Would you retype each of the records exactly as shown?

==== Source material ====

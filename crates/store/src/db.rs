//! Database connection and pool management.

use exn::ResultExt;
use sqlx::SqliteConnection;
use sqlx::pool::PoolConnectionMetadata;
use sqlx::sqlite::{SqliteConnectOptions, SqliteJournalMode, SqlitePool, SqlitePoolOptions, SqliteSynchronous};
use std::path::Path;
use std::time::Duration;
use tracing::instrument;

use crate::error::{ErrorKind, Result};

/// Embedded migrations that are run automatically on connect.
static MIGRATOR: sqlx::migrate::Migrator = sqlx::migrate!("./migrations");
// Sync runs are sequential; the extra connections serve the CLI read commands.
const MAX_CONNECTIONS: u32 = 4;

/// Database connection pool for the store.
///
/// This is the main entry point for interacting with the store. It manages
/// the SQLite connection pool; queries go through a [`Repository`](crate::Repository).
#[derive(Debug, Clone)]
pub struct Database {
    pool: SqlitePool,
}

impl Database {
    async fn new(options: SqliteConnectOptions, pool: SqlitePoolOptions) -> Result<Self> {
        let pool = pool
            // Query-based PRAGMAs must run on EVERY pooled connection, not
            // only on the first one handed out.
            .after_connect(|conn, meta| Box::pin(async move { Self::apply_pragmas(conn, meta).await }))
            .connect_with(options)
            .await
            .or_raise(|| ErrorKind::Database)?;
        let db = Self { pool };
        db.migrate().await?;
        Ok(db)
    }

    /// Connect to the store database at the given path.
    ///
    /// Creates the parent directory and the database file if they don't
    /// exist, then runs migrations.
    #[instrument(skip_all, fields(path = %path.as_ref().display()))]
    pub async fn connect(path: impl AsRef<Path>) -> Result<Self> {
        let path = path.as_ref();
        if let Some(parent) = path.parent().filter(|p| !p.as_os_str().is_empty()) {
            std::fs::create_dir_all(parent).or_raise(|| ErrorKind::Database)?;
        }
        let options = Self::base_options()
            .journal_mode(SqliteJournalMode::Wal)
            .filename(path)
            .create_if_missing(true);
        Self::new(options, SqlitePoolOptions::new().max_connections(MAX_CONNECTIONS)).await
    }

    /// Connect to an in-memory database (useful for testing).
    ///
    /// Note:
    /// - In-memory databases are destroyed when the connection closes.
    /// - Do NOT apply `#[cfg(test)]` so that other crates can also use this in their tests.
    pub async fn connect_in_memory() -> Result<Self> {
        let options = Self::base_options().filename(":memory:");
        // A single connection that is never recycled: a second connection, or
        // a reaped idle one, would see a different (empty) database.
        let pool = SqlitePoolOptions::new()
            .max_connections(1)
            .min_connections(1)
            .idle_timeout(None)
            .max_lifetime(None);
        Self::new(options, pool).await
    }

    /// Base connection options shared between file and in-memory databases.
    fn base_options() -> SqliteConnectOptions {
        SqliteConnectOptions::new()
            // Episodes reference their series; keep that enforced.
            .foreign_keys(true)
            // PRAGMA synchronous = NORMAL (balance between safety and speed)
            .synchronous(SqliteSynchronous::Normal)
            // PRAGMA busy_timeout = 5000ms
            // A CLI read command may overlap a scheduled sync run writing
            // in WAL-mode; wait for the writer instead of failing.
            .busy_timeout(Duration::from_millis(5000))
    }

    /// Apply additional PRAGMA settings that aren't exposed via SqliteConnectOptions.
    async fn apply_pragmas(conn: &mut SqliteConnection, _meta: PoolConnectionMetadata) -> sqlx::Result<()> {
        sqlx::query(
            r#"
                PRAGMA cache_size = -4096;
                PRAGMA temp_store = MEMORY;
                PRAGMA analysis_limit = 400;
            "#,
        )
        .execute(conn)
        .await?;
        Ok(())
    }

    /// Run database migrations.
    ///
    /// This is called automatically by `connect` and `connect_in_memory`.
    #[instrument("performing database migrations", skip_all)]
    async fn migrate(&self) -> Result<()> {
        MIGRATOR.run(&self.pool).await.or_raise(|| ErrorKind::Migration)
    }

    /// Get a reference to the underlying connection pool.
    pub fn pool(&self) -> &SqlitePool {
        &self.pool
    }

    /// Close the database connection pool.
    ///
    /// Waits for all connections to be returned to the pool and then closes
    /// them. The instance must not be used afterwards.
    pub async fn close(&self) {
        // Let SQLite update query planner statistics
        _ = sqlx::query("PRAGMA optimize").execute(&self.pool).await;
        self.pool.close().await;
    }
}
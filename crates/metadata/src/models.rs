use serde::{Deserialize, Serialize};

/// One entry of a provider's search-by-title response, in provider order.
#[derive(Debug, Clone, PartialEq, Eq, Serialize, Deserialize)]
pub struct SearchResult {
    pub id: u64,
    pub name: String,
    #[serde(default)]
    pub original_name: Option<String>,
    #[serde(default)]
    pub overview: Option<String>,
    #[serde(default)]
    pub poster_path: Option<String>,
    #[serde(default)]
    pub first_air_date: Option<String>,
    /// ISO 3166-1 codes; a co-production lists several.
    #[serde(default)]
    pub origin_country: Vec<String>,
}
impl SearchResult {
    pub fn new(id: u64, name: impl Into<String>) -> Self {
        Self {
            id,
            name: name.into(),
            original_name: None,
            overview: None,
            poster_path: None,
            first_air_date: None,
            origin_country: Vec::new(),
        }
    }

    pub fn with_origin_country(mut self, countries: &[&str]) -> Self {
        self.origin_country = countries.iter().map(|c| c.to_string()).collect();
        self
    }

    pub fn is_from(&self, country: &str) -> bool {
        self.origin_country.iter().any(|c| c.eq_ignore_ascii_case(country))
    }
}

/// The canonical external record chosen for a series title.
#[derive(Debug, Clone, PartialEq, Eq, Serialize, Deserialize)]
pub struct MetadataRecord {
    pub id: u64,
    pub name: String,
    pub original_name: Option<String>,
    pub overview: Option<String>,
    pub poster_path: Option<String>,
    /// `YYYY-MM-DD` as published by the provider.
    pub first_air_date: Option<String>,
    pub origin_country: Vec<String>,
}
impl MetadataRecord {
    /// First listed origin country, if any.
    pub fn primary_country(&self) -> Option<&str> {
        self.origin_country.first().map(String::as_str)
    }
}
impl From<SearchResult> for MetadataRecord {
    fn from(result: SearchResult) -> Self {
        // TMDB sends empty strings rather than nulls for some unknown fields.
        fn present(value: Option<String>) -> Option<String> {
            value.filter(|v| !v.trim().is_empty())
        }
        Self {
            id: result.id,
            name: result.name,
            original_name: present(result.original_name),
            overview: present(result.overview),
            poster_path: present(result.poster_path),
            first_air_date: present(result.first_air_date),
            origin_country: result.origin_country,
        }
    }
}
use serde::{Deserialize, Serialize};
use std::fmt;
use time::Time;
use time::macros::format_description;

/// A wall-clock time of day, written `HH:MM` in configuration.
#[derive(Debug, Clone, Copy, PartialEq, Eq, PartialOrd, Ord, Hash, Serialize, Deserialize)]
#[serde(try_from = "String", into = "String")]
pub struct DailyTime(Time);
impl DailyTime {
    pub fn new(hour: u8, minute: u8) -> Option<Self> {
        Time::from_hms(hour, minute, 0).ok().map(Self)
    }

    pub fn time(&self) -> Time {
        self.0
    }
}
impl TryFrom<String> for DailyTime {
    type Error = String;
    fn try_from(value: String) -> Result<Self, Self::Error> {
        value.parse()
    }
}
impl std::str::FromStr for DailyTime {
    type Err = String;
    fn from_str(s: &str) -> Result<Self, Self::Err> {
        Time::parse(s.trim(), format_description!("[hour]:[minute]"))
            .map(Self)
            .map_err(|_| format!("expected a time of day as HH:MM, found '{s}'"))
    }
}
impl From<DailyTime> for String {
    fn from(value: DailyTime) -> Self {
        value.to_string()
    }
}
impl fmt::Display for DailyTime {
    fn fmt(&self, f: &mut fmt::Formatter<'_>) -> fmt::Result {
        write!(f, "{:02}:{:02}", self.0.hour(), self.0.minute())
    }
}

====

**Exercise output:**
filename crates/store/src/db.rs
//! Database connection and pool management.

use exn::ResultExt;
use sqlx::SqliteConnection;
use sqlx::pool::PoolConnectionMetadata;
use sqlx::sqlite::{SqliteConnectOptions, SqliteJournalMode, SqlitePool, SqlitePoolOptions, SqliteSynchronous};
use std::path::Path;
use std::time::Duration;
use tracing::instrument;

use crate::error::{ErrorKind, Result};

/// Embedded migrations that are run automatically on connect.
static MIGRATOR: sqlx::migrate::Migrator = sqlx::migrate!("./migrations");
// Sync runs are sequential; the extra connections serve the CLI read commands.
const MAX_CONNECTIONS: u32 = 4;

/// Database connection pool for the store.
///
/// This is the main entry point for interacting with the store. It manages
/// the SQLite connection pool; queries go through a [`Repository`](crate::Repository).
#[derive(Debug, Clone)]
pub struct Database {
    pool: SqlitePool,
}

impl Database {
    async fn new(options: SqliteConnectOptions, pool: SqlitePoolOptions) -> Result<Self> {
        let pool = pool
            // Query-based PRAGMAs must run on EVERY pooled connection, not
            // only on the first one handed out.
            .after_connect(|conn, meta| Box::pin(async move { Self::apply_pragmas(conn, meta).await }))
            .connect_with(options)
            .await
            .or_raise(|| ErrorKind::Database)?;
        let db = Self { pool };
        db.migrate().await?;
        Ok(db)
    }

    /// Connect to the store database at the given path.
    ///
    /// Creates the parent directory and the database file if they don't
    /// exist, then runs migrations.
    #[instrument(skip_all, fields(path = %path.as_ref().display()))]
    pub async fn connect(path: impl AsRef<Path>) -> Result<Self> {
        let path = path.as_ref();
        if let Some(parent) = path.parent().filter(|p| !p.as_os_str().is_empty()) {
            std::fs::create_dir_all(parent).or_raise(|| ErrorKind::Database)?;
        }
        let options = Self::base_options()
            .journal_mode(SqliteJournalMode::Wal)
            .filename(path)
            .create_if_missing(true);
        Self::new(options, SqlitePoolOptions::new().max_connections(MAX_CONNECTIONS)).await
    }

    /// Connect to an in-memory database (useful for testing).
    ///
    /// Note:
    /// - In-memory databases are destroyed when the connection closes.
    /// - Do NOT apply `#[cfg(test)]` so that other crates can also use this in their tests.
    pub async fn connect_in_memory() -> Result<Self> {
        let options = Self::base_options().filename(":memory:");
        // A single connection that is never recycled: a second connection, or
        // a reaped idle one, would see a different (empty) database.
        let pool = SqlitePoolOptions::new()
            .max_connections(1)
            .min_connections(1)
            .idle_timeout(None)
            .max_lifetime(None);
        Self::new(options, pool).await
    }

    /// Base connection options shared between file and in-memory databases.
    fn base_options() -> SqliteConnectOptions {
        SqliteConnectOptions::new()
            // Episodes reference their series; keep that enforced.
            .foreign_keys(true)
            // PRAGMA synchronous = NORMAL (balance between safety and speed)
            .synchronous(SqliteSynchronous::Normal)
            // PRAGMA busy_timeout = 5000ms
            // A CLI read command may overlap a scheduled sync run writing
            // in WAL-mode; wait for the writer instead of failing.
            .busy_timeout(Duration::from_millis(5000))
    }

    /// Apply additional PRAGMA settings that aren't exposed via SqliteConnectOptions.
    async fn apply_pragmas(conn: &mut SqliteConnection, _meta: PoolConnectionMetadata) -> sqlx::Result<()> {
        sqlx::query(
            r#"
                PRAGMA cache_size = -4096;
                PRAGMA temp_store = MEMORY;
                PRAGMA analysis_limit = 400;
            "#,
        )
        .execute(conn)
        .await?;
        Ok(())
    }

    /// Run database migrations.
    ///
    /// This is called automatically by `connect` and `connect_in_memory`.
    #[instrument("performing database migrations", skip_all)]
    async fn migrate(&self) -> Result<()> {
        MIGRATOR.run(&self.pool).await.or_raise(|| ErrorKind::Migration)
    }

    /// Get a reference to the underlying connection pool.
    pub fn pool(&self) -> &SqlitePool {
        &self.pool
    }

    /// Close the database connection pool.
    ///
    /// Waits for all connections to be returned to the pool and then closes
    /// them. The instance must not be used afterwards.
    pub async fn close(&self) {
        // Let SQLite update query planner statistics
        _ = sqlx::query("PRAGMA optimize").execute(&self.pool).await;
        self.pool.close().await;
    }
}
filename crates/metadata/src/models.rs
use serde::{Deserialize, Serialize};

/// One entry of a provider's search-by-title response, in provider order.
#[derive(Debug, Clone, PartialEq, Eq, Serialize, Deserialize)]
pub struct SearchResult {
    pub id: u64,
    pub name: String,
    #[serde(default)]
    pub original_name: Option<String>,
    #[serde(default)]
    pub overview: Option<String>,
    #[serde(default)]
    pub poster_path: Option<String>,
    #[serde(default)]
    pub first_air_date: Option<String>,
    /// ISO 3166-1 codes; a co-production lists several.
    #[serde(default)]
    pub origin_country: Vec<String>,
}
impl SearchResult {
    pub fn new(id: u64, name: impl Into<String>) -> Self {
        Self {
            id,
            name: name.into(),
            original_name: None,
            overview: None,
            poster_path: None,
            first_air_date: None,
            origin_country: Vec::new(),
        }
    }

    pub fn with_origin_country(mut self, countries: &[&str]) -> Self {
        self.origin_country = countries.iter().map(|c| c.to_string()).collect();
        self
    }

    pub fn is_from(&self, country: &str) -> bool {
        self.origin_country.iter().any(|c| c.eq_ignore_ascii_case(country))
    }
}

/// The canonical external record chosen for a series title.
#[derive(Debug, Clone, PartialEq, Eq, Serialize, Deserialize)]
pub struct MetadataRecord {
    pub id: u64,
    pub name: String,
    pub original_name: Option<String>,
    pub overview: Option<String>,
    pub poster_path: Option<String>,
    /// `YYYY-MM-DD` as published by the provider.
    pub first_air_date: Option<String>,
    pub origin_country: Vec<String>,
}
impl MetadataRecord {
    /// First listed origin country, if any.
    pub fn primary_country(&self) -> Option<&str> {
        self.origin_country.first().map(String::as_str)
    }
}
impl From<SearchResult> for MetadataRecord {
    fn from(result: SearchResult) -> Self {
        // TMDB sends empty strings rather than nulls for some unknown fields.
        fn present(value: Option<String>) -> Option<String> {
            value.filter(|v| !v.trim().is_empty())
        }
        Self {
            id: result.id,
            name: result.name,
            original_name: present(result.original_name),
            overview: present(result.overview),
            poster_path: present(result.poster_path),
            first_air_date: present(result.first_air_date),
            origin_country: result.origin_country,
        }
    }
}
use serde::{Deserialize, Serialize};
use std::fmt;
use time::Time;
use time::macros::format_description;

/// A wall-clock time of day, written `HH:MM` in configuration.
#[derive(Debug, Clone, Copy, PartialEq, Eq, PartialOrd, Ord, Hash, Serialize, Deserialize)]
#[serde(try_from = "String", into = "String")]
pub struct DailyTime(Time);
impl DailyTime {
    pub fn new(hour: u8, minute: u8) -> Option<Self> {
        Time::from_hms(hour, minute, 0).ok().map(Self)
    }

    pub fn time(&self) -> Time {
        self.0
    }
}
impl TryFrom<String> for DailyTime {
    type Error = String;
    fn try_from(value: String) -> Result<Self, Self::Error> {
        value.parse()
    }
}
impl std::str::FromStr for DailyTime {
    type Err = String;
    fn from_str(s: &str) -> Result<Self, Self::Err> {
        Time::parse(s.trim(), format_description!("[hour]:[minute]"))
            .map(Self)
            .map_err(|_| format!("expected a time of day as HH:MM, found '{s}'"))
    }
}
impl From<DailyTime> for String {
    fn from(value: DailyTime) -> Self {
        value.to_string()
    }
}
impl fmt::Display for DailyTime {
    fn fmt(&self, f: &mut fmt::Formatter<'_>) -> fmt::Result {
        write!(f, "{:02}:{:02}", self.0.hour(), self.0.minute())
    }
}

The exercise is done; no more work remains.